▸ Your instructions: One figure is the expected answer: how many lines in the listing contain "order".

▸ Input for this task:
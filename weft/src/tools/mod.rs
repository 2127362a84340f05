//! Tool trait, registry and the three engine-cooperating built-in tools.
//!
//! `Tool`'s shape is name/spec/call, but `call` returns a `ToolResult`
//! directly rather than `Result<_, Error>`: tool failure is data
//! (`ToolResult.error`), not a fault the loop unwinds for, so there is
//! nothing for the trait to propagate as `Err`. `ToolRegistry` is a
//! HashMap-by-name plus a list surface for prompt construction, with
//! insertion order preserved and later registrations overwriting earlier
//! ones under the same name.
//!
//! Concrete tool implementations beyond the three built-ins below (a shell
//! or filesystem tool, a search tool, an editor tool, ...) are out of scope
//! here, left for embedding applications to register themselves.

mod builtins;

use std::collections::HashMap;
use std::sync::Arc;

use async_trait::async_trait;
use serde_json::Value;
use tokio_util::sync::CancellationToken;

pub use builtins::{
    AskUserTool, CodeRunner, ExecuteCodeTool, ExecutePlanTool, PlanExecutor, TOOL_ASK_USER,
    TOOL_EXECUTE_CODE, TOOL_EXECUTE_PLAN,
};

use crate::events::EventSink;
use crate::types::{Message, ToolDefinition, ToolResult};

/// Per-call context available to tools: recent conversation messages, an
/// optional event sink for progress events, and the cancellation token
/// governing the enclosing turn.
#[derive(Clone, Default)]
pub struct ToolCallContext {
    pub recent_messages: Vec<Message>,
    pub events: Option<EventSink>,
    pub thread_id: Option<String>,
    pub cancel: Option<CancellationToken>,
}

/// A single operation the LLM may invoke.
#[async_trait]
pub trait Tool: Send + Sync {
    /// Unique name; must match what's registered under in a `ToolRegistry`.
    fn name(&self) -> &str;

    /// Description and JSON-schema parameters shown to the model.
    fn spec(&self) -> ToolDefinition;

    /// Executes the tool. Never returns `Err` for ordinary failures — those
    /// are reported via `ToolResult::error`.
    async fn call(&self, args: Value, ctx: &ToolCallContext) -> ToolResult;
}

/// Name -> tool map with insertion order preserved for prompt listing.
/// Registering a name that already exists overwrites the
/// existing entry in place, keeping its original position.
#[derive(Default, Clone)]
pub struct ToolRegistry {
    order: Vec<String>,
    tools: HashMap<String, Arc<dyn Tool>>,
}

impl ToolRegistry {
    pub fn new() -> Self {
        Self::default()
    }

    pub fn register(&mut self, tool: Arc<dyn Tool>) {
        let name = tool.name().to_string();
        if !self.tools.contains_key(&name) {
            self.order.push(name.clone());
        }
        self.tools.insert(name, tool);
    }

    pub fn get(&self, name: &str) -> Option<Arc<dyn Tool>> {
        self.tools.get(name).cloned()
    }

    pub fn contains(&self, name: &str) -> bool {
        self.tools.contains_key(name)
    }

    /// Tool definitions in registration order, for inclusion in a `ChatRequest`.
    pub fn list(&self) -> Vec<ToolDefinition> {
        self.order
            .iter()
            .filter_map(|name| self.tools.get(name))
            .map(|t| t.spec())
            .collect()
    }

    /// Executes the named tool. An unknown name is itself error-as-data,
    /// not a panic or `Result::Err` — the loop always has a
    /// `ToolResult` to append as the next message.
    pub async fn execute(&self, name: &str, args: Value, ctx: &ToolCallContext) -> ToolResult {
        match self.tools.get(name) {
            Some(tool) => tool.call(args, ctx).await,
            None => ToolResult::error(format!("unknown tool: {name}")),
        }
    }
}

#[cfg(test)]
mod tests {
    use super::*;
    use serde_json::json;

    struct EchoTool;

    #[async_trait]
    impl Tool for EchoTool {
        fn name(&self) -> &str {
            "echo"
        }

        fn spec(&self) -> ToolDefinition {
            ToolDefinition {
                name: "echo".into(),
                description: "Echoes its input".into(),
                parameters: json!({"type": "object"}),
            }
        }

        async fn call(&self, args: Value, _ctx: &ToolCallContext) -> ToolResult {
            ToolResult::ok(args.to_string())
        }
    }

    #[tokio::test]
    async fn unknown_tool_yields_error_result_not_panic() {
        let registry = ToolRegistry::new();
        let ctx = ToolCallContext::default();
        let result = registry.execute("does_not_exist", Value::Null, &ctx).await;
        assert!(result.is_error());
        assert_eq!(result.error.as_deref(), Some("unknown tool: does_not_exist"));
    }

    #[tokio::test]
    async fn registering_same_name_twice_overwrites_in_place() {
        struct OtherEcho;
        #[async_trait]
        impl Tool for OtherEcho {
            fn name(&self) -> &str {
                "echo"
            }
            fn spec(&self) -> ToolDefinition {
                ToolDefinition {
                    name: "echo".into(),
                    description: "v2".into(),
                    parameters: json!({}),
                }
            }
            async fn call(&self, _args: Value, _ctx: &ToolCallContext) -> ToolResult {
                ToolResult::ok("v2")
            }
        }

        let mut registry = ToolRegistry::new();
        registry.register(Arc::new(EchoTool));
        registry.register(Arc::new(OtherEcho));
        assert_eq!(registry.list().len(), 1);
        let ctx = ToolCallContext::default();
        let result = registry.execute("echo", Value::Null, &ctx).await;
        assert_eq!(result.content, "v2");
    }
}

▸ Exercise answer: 6